= StatSheet =

StatSheet was an online sports content network based in Durham, North Carolina, which was powered by an automated publishing platform. The network included 345 sites - one for every Division 1 college basketball team. The company had previously announced that the network would continue to grow, and would include sites covering nearly every college and professional sport by the end of 2011.

StatSheet was founded in 2007 by Robbie Allen, a 13-year veteran of Cisco, where he worked as an engineer in their IT department. The company provided detailed statistics for NCAA basketball, college Football, NASCAR, and the NBA. In addition, the company provided a service called Embed StatSheet, which allowed customers to integrate historical or real-time stats, charts, and other graphical elements on a website or blog.

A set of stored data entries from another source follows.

use super::types::{PhysicsParams, SimNode};

/// Advance the layout by one frame.
///
/// Forces are computed from a snapshot of the positions at the start of the
/// step, so the result does not depend on node order. Pinned nodes push and
/// pull on others but are never moved here. `edges` holds resolved index
/// pairs; self-loops are ignored.
pub fn step(
	nodes: &mut [SimNode],
	edges: &[(usize, usize)],
	width: f64,
	height: f64,
	params: &PhysicsParams,
) {
	let count = nodes.len();
	if count == 0 {
		return;
	}

	let positions: Vec<(f64, f64)> = nodes.iter().map(|n| (n.x, n.y)).collect();
	let mut forces = vec![(0.0_f64, 0.0_f64); count];

	for (i, force) in forces.iter_mut().enumerate() {
		if nodes[i].is_pinned() {
			continue;
		}
		let (x, y) = positions[i];
		for (j, &(ox, oy)) in positions.iter().enumerate() {
			if i == j {
				continue;
			}
			let (dx, dy) = (x - ox, y - oy);
			let mut dist_sq = dx * dx + dy * dy;
			if dist_sq == 0.0 {
				dist_sq = 1.0;
			}
			let dist = dist_sq.sqrt();
			if dist < params.repulsion_radius {
				let push = params.repulsion / dist_sq;
				force.0 += dx / dist * push;
				force.1 += dy / dist * push;
			}
		}
	}

	for &(a, b) in edges {
		if a == b || a >= count || b >= count {
			continue;
		}
		let (dx, dy) = (positions[b].0 - positions[a].0, positions[b].1 - positions[a].1);
		let mut dist = (dx * dx + dy * dy).sqrt();
		if dist == 0.0 {
			dist = 1.0;
		}
		let pull = (dist - params.spring_length) * params.spring_k;
		let (fx, fy) = (dx / dist * pull, dy / dist * pull);
		forces[a].0 += fx;
		forces[a].1 += fy;
		forces[b].0 -= fx;
		forces[b].1 -= fy;
	}

	let (cx, cy) = (width / 2.0, height / 2.0);
	let (min_x, max_x) = (params.wall_padding, width - params.wall_padding);
	let (min_y, max_y) = (params.wall_padding, height - params.wall_padding);

	for (node, (fx, fy)) in nodes.iter_mut().zip(forces) {
		if node.is_pinned() {
			node.vx = 0.0;
			node.vy = 0.0;
			continue;
		}

		let fx = fx + (cx - node.x) * params.center_gravity * node.mass;
		let fy = fy + (cy - node.y) * params.center_gravity * node.mass;

		node.vx = (node.vx + fx) * params.damping;
		node.vy = (node.vy + fy) * params.damping;

		let speed = node.speed();
		if speed > params.max_speed {
			node.vx = node.vx / speed * params.max_speed;
			node.vy = node.vy / speed * params.max_speed;
		}

		node.x += node.vx;
		node.y += node.vy;

		let bounce = -params.wall_restitution;
		if node.x < min_x {
			node.x = min_x;
			node.vx *= bounce;
		}
		if node.x > max_x {
			node.x = max_x;
			node.vx *= bounce;
		}
		if node.y < min_y {
			node.y = min_y;
			node.vy *= bounce;
		}
		if node.y > max_y {
			node.y = max_y;
			node.vy *= bounce;
		}
	}
}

Each sponsored site provided real time updates, game previews, game recaps, injury updates and other reports, all published automatically using no human journalists, bloggers, or other writers. StatSheet also provided users with access to its data visualization platform designed to organize, generate, and deliver relevant real-time and historical statistics through a central portal. Users could query these statistics, build custom graphs and charts, and receive real-time updates on specific players and teams. Data was available for leagues, teams, players, coaches, and referees.

StatSheet changed its name to Automated Insights in 2011 to mark its expansion into non-sports topics such as finance and real estate.